Et la petite maison noire retomba dans sa détresse. Tous sentirent que le malheur n’était point fini. La grosse joie d’un moment faisait place de nouveau à l’anxiété affreuse du lendemain.

— Delbos seul peut nous guider, conclut David. Si vous le voulez bien, Marc, nous irons le voir jeudi.

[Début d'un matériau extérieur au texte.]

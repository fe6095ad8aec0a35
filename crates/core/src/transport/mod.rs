//! Write-only transport seam for shipping built templates to a game client.
//!
//! The actual client connection lives outside this crate; here we define the
//! interface, a name-keyed registry for frontends to select a transport, and
//! a logging stand-in that accepts everything.

use std::collections::HashMap;

use chrono::Utc;
use serde::{Deserialize, Serialize};
use thiserror::Error;
use tracing::info;

use crate::codec::{Codec, CodecError};
use crate::model::Template;

/// Outcome of handing a template to a transport.
#[derive(Debug, Clone, PartialEq, Eq)]
pub enum SendStatus {
    Delivered,
    /// The transport refused the payload without failing outright.
    Rejected(String),
}

#[derive(Debug, Error)]
pub enum TransportError {
    #[error("transport `{0}` is not registered")]
    Unknown(String),
    #[error("transport connection failed: {0}")]
    Connection(String),
}

/// Pushes a built wire string to a running client.
pub trait Transport: Send + Sync {
    fn send(&self, code: &str, display_name: &str) -> Result<SendStatus, TransportError>;
    fn name(&self) -> &'static str;
}

/// Registry of transports; callers select by name.
#[derive(Default)]
pub struct TransportRegistry {
    transports: HashMap<String, Box<dyn Transport>>,
}

impl TransportRegistry {
    pub fn new() -> Self {
        Self { transports: HashMap::new() }
    }

    pub fn register<T: Transport + 'static>(&mut self, transport: T) -> &mut Self {
        self.transports.insert(transport.name().to_string(), Box::new(transport));
        self
    }

    pub fn get(&self, name: &str) -> Option<&dyn Transport> {
        self.transports.get(name).map(|t| &**t)
    }

    /// Sorted transport names, for error messages and help output.
    pub fn names(&self) -> Vec<String> {
        let mut names: Vec<String> = self.transports.keys().cloned().collect();
        names.sort();
        names
    }
}

/// A transport that logs the payload and reports success. Useful until a real
/// client connection is configured, and as a default for tests.
pub struct LogTransport;

impl Transport for LogTransport {
    fn send(&self, code: &str, display_name: &str) -> Result<SendStatus, TransportError> {
        info!("would ship template `{display_name}` ({} wire bytes)", code.len());
        Ok(SendStatus::Delivered)
    }

    fn name(&self) -> &'static str {
        "log"
    }
}

/// Registry pre-populated with the logging stand-in.
pub fn default_transport_registry() -> TransportRegistry {
    let mut registry = TransportRegistry::new();
    registry.register(LogTransport);
    registry
}

/// Metadata shipped alongside a built template so the receiving side can
/// label and attribute it.
#[derive(Debug, Clone, PartialEq, Eq, Serialize, Deserialize)]
pub struct ShippingEnvelope {
    pub author: String,
    pub name: String,
    pub version: u32,
    pub code: String,
    pub created_at: String,
}

impl ShippingEnvelope {
    pub fn new(template: &Template, code: impl Into<String>) -> Self {
        Self {
            author: template.author.clone(),
            name: template.name(),
            version: 1,
            code: code.into(),
            created_at: Utc::now().to_rfc3339(),
        }
    }
}

#[derive(Debug, Error)]
pub enum ShipError {
    #[error(transparent)]
    Codec(#[from] CodecError),
    #[error(transparent)]
    Transport(#[from] TransportError),
}

/// Convenience path: encode `template` and push it through `transport`.
pub fn build_and_send(
    template: &Template,
    codec: &Codec<'_>,
    transport: &dyn Transport,
) -> Result<SendStatus, ShipError> {
    let code = codec.encode(template)?;
    Ok(transport.send(&code, &template.name())?)
}
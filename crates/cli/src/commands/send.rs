use anyhow::{anyhow, Context, Result};
use weave_core::catalog::EmptyCatalog;
use weave_core::codec::Codec;
use weave_core::transport::{default_transport_registry, SendStatus, ShippingEnvelope};

use crate::read_code_input;

/// Ship an already-built wire string through a registered transport.
pub fn send_command(
    code: Option<String>,
    input: Option<String>,
    transport_name: String,
) -> Result<()> {
    let code = read_code_input(code, input)?;

    // Decode only to recover the display name; the payload ships as-is.
    let codec = Codec::new(&EmptyCatalog);
    let template = codec.decode(&code).context("Failed to decode template")?;

    let registry = default_transport_registry();
    let transport = registry.get(&transport_name).ok_or_else(|| {
        anyhow!(
            "Unknown transport `{transport_name}`. Available: {}",
            registry.names().join(", ")
        )
    })?;

    let envelope = ShippingEnvelope::new(&template, code.clone());
    match transport.send(&code, &template.name()).context("Transport failed")? {
        SendStatus::Delivered => {
            println!("Sent template `{}` via `{}`:", template.name(), transport.name());
            println!("{}", serde_json::to_string_pretty(&envelope)?);
        }
        SendStatus::Rejected(reason) => {
            println!("Transport `{}` rejected the template: {reason}", transport.name());
        }
    }

    Ok(())
}
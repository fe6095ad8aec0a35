//! Lossless two-way transform between templates and their wire form.
//!
//! The wire form is the compact JSON serialization of the document types in
//! [`wire`], gzip-compressed and base64-encoded into an opaque string. Tag
//! defaults are resolved against the [`Catalog`] collaborator at encode time;
//! decode reads any tag-option markers back into the sparse `tags` map so a
//! round trip reproduces the caller's tag choices without a catalog hit.

mod decode;
mod encode;
pub mod wire;

use std::io::{Read, Write};

use base64::engine::general_purpose::STANDARD as BASE64;
use base64::Engine as _;
use flate2::read::GzDecoder;
use flate2::write::GzEncoder;
use flate2::Compression;
use thiserror::Error;

use crate::catalog::Catalog;
use crate::model::{Template, TemplateError};
use wire::WireTemplate;

/// Capacity of a block's item container. Argument and tag items must fit in
/// it together; arguments are truncated from the end when they don't.
pub const SLOT_CAPACITY: usize = 27;

#[derive(Debug, Error)]
pub enum CodecError {
    #[error(transparent)]
    Template(#[from] TemplateError),
    #[error("payload is not valid base64: {0}")]
    Base64(#[from] base64::DecodeError),
    #[error("failed to compress payload: {0}")]
    Compress(std::io::Error),
    #[error("failed to decompress payload: {0}")]
    Decompress(std::io::Error),
    #[error("malformed wire document: {0}")]
    Document(#[from] serde_json::Error),
    #[error("block {index} is missing its `{field}` field")]
    MissingField { index: usize, field: &'static str },
    #[error("block {index} names unknown kind `{name}`")]
    UnknownKind { index: usize, name: String },
    #[error("block {index} has malformed bracket fields")]
    BadBracket { index: usize },
    #[error("block {index} names unknown target `{name}`")]
    UnknownTarget { index: usize, name: String },
    #[error("block {index} references unknown variable scope `{name}`")]
    UnknownScope { index: usize, name: String },
    #[error("block {index} declares unknown parameter type `{name}`")]
    UnknownParamType { index: usize, name: String },
    #[error("block {index} carries an item that cannot appear in this position")]
    UnsupportedItem { index: usize },
}

/// Encoder/decoder bound to a catalog.
pub struct Codec<'a> {
    catalog: &'a dyn Catalog,
}

impl<'a> Codec<'a> {
    pub fn new(catalog: &'a dyn Catalog) -> Self {
        Self { catalog }
    }

    /// Serialize a template to its opaque wire string.
    pub fn encode(&self, template: &Template) -> Result<String, CodecError> {
        let document = self.encode_document(template)?;
        let json = serde_json::to_string(&document)?;
        pack(&json)
    }

    /// Reconstruct a template from its opaque wire string.
    pub fn decode(&self, code: &str) -> Result<Template, CodecError> {
        let json = unpack(code)?;
        let document: WireTemplate = serde_json::from_str(&json)?;
        self.decode_document(&document)
    }

    /// Build the wire document without packing it. Useful for tooling that
    /// wants to inspect or pretty-print the JSON form.
    pub fn encode_document(&self, template: &Template) -> Result<WireTemplate, CodecError> {
        encode::encode_template(self.catalog, template)
    }

    /// Reconstruct a template from an unpacked wire document.
    pub fn decode_document(&self, document: &WireTemplate) -> Result<Template, CodecError> {
        decode::decode_template(document)
    }
}

/// gzip + base64 an already-serialized wire document.
pub fn pack(json: &str) -> Result<String, CodecError> {
    let mut encoder = GzEncoder::new(Vec::new(), Compression::default());
    encoder.write_all(json.as_bytes()).map_err(CodecError::Compress)?;
    let compressed = encoder.finish().map_err(CodecError::Compress)?;
    Ok(BASE64.encode(compressed))
}

/// Inverse of [`pack`].
pub fn unpack(code: &str) -> Result<String, CodecError> {
    let compressed = BASE64.decode(code.trim())?;
    let mut decoder = GzDecoder::new(compressed.as_slice());
    let mut json = String::new();
    decoder.read_to_string(&mut json).map_err(CodecError::Decompress)?;
    Ok(json)
}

C’est cela, venez me prendre jeudi.

Beaumont, la situation de l’avocat Delbos, en dix années, avait grandi singulièrement. L’affaire Simon avait décidé de son avenir, cette affaire compromettante refusée prudemment par tous ses confrères, acceptée et plaidée si bravement par lui. Il n’était alors qu’un fils de paysan, d’instincts démocratiques, doué d’éloquence. Mais, en étudiant l’affaire, en devenant peu à peu le défenseur passionné de la vérité, il s’était trouvé en présence de tous les pouvoirs bourgeois coalisés au profit du mensonge, pour le maintien des iniquités sociales, et il avait fini par être un socialiste militant, convaincu que l’unique salut du pays était dans le peuple. Tout le parti révolutionnaire de la ville s’était peu à peu groupé autour de lui, il avait un instant, aux dernières élections, mis en ballottage le radical Lemarrois, député depuis vingt ans. Et, s’il souffrait encore dans ses intérêts immédiats d’avoir défendu le juif, chargé de tous les crimes, il conquérait lentement une situation admirable par la solidité de sa foi et par la vaillance tranquille de ses actes, souriant et fort, certain de la victoire.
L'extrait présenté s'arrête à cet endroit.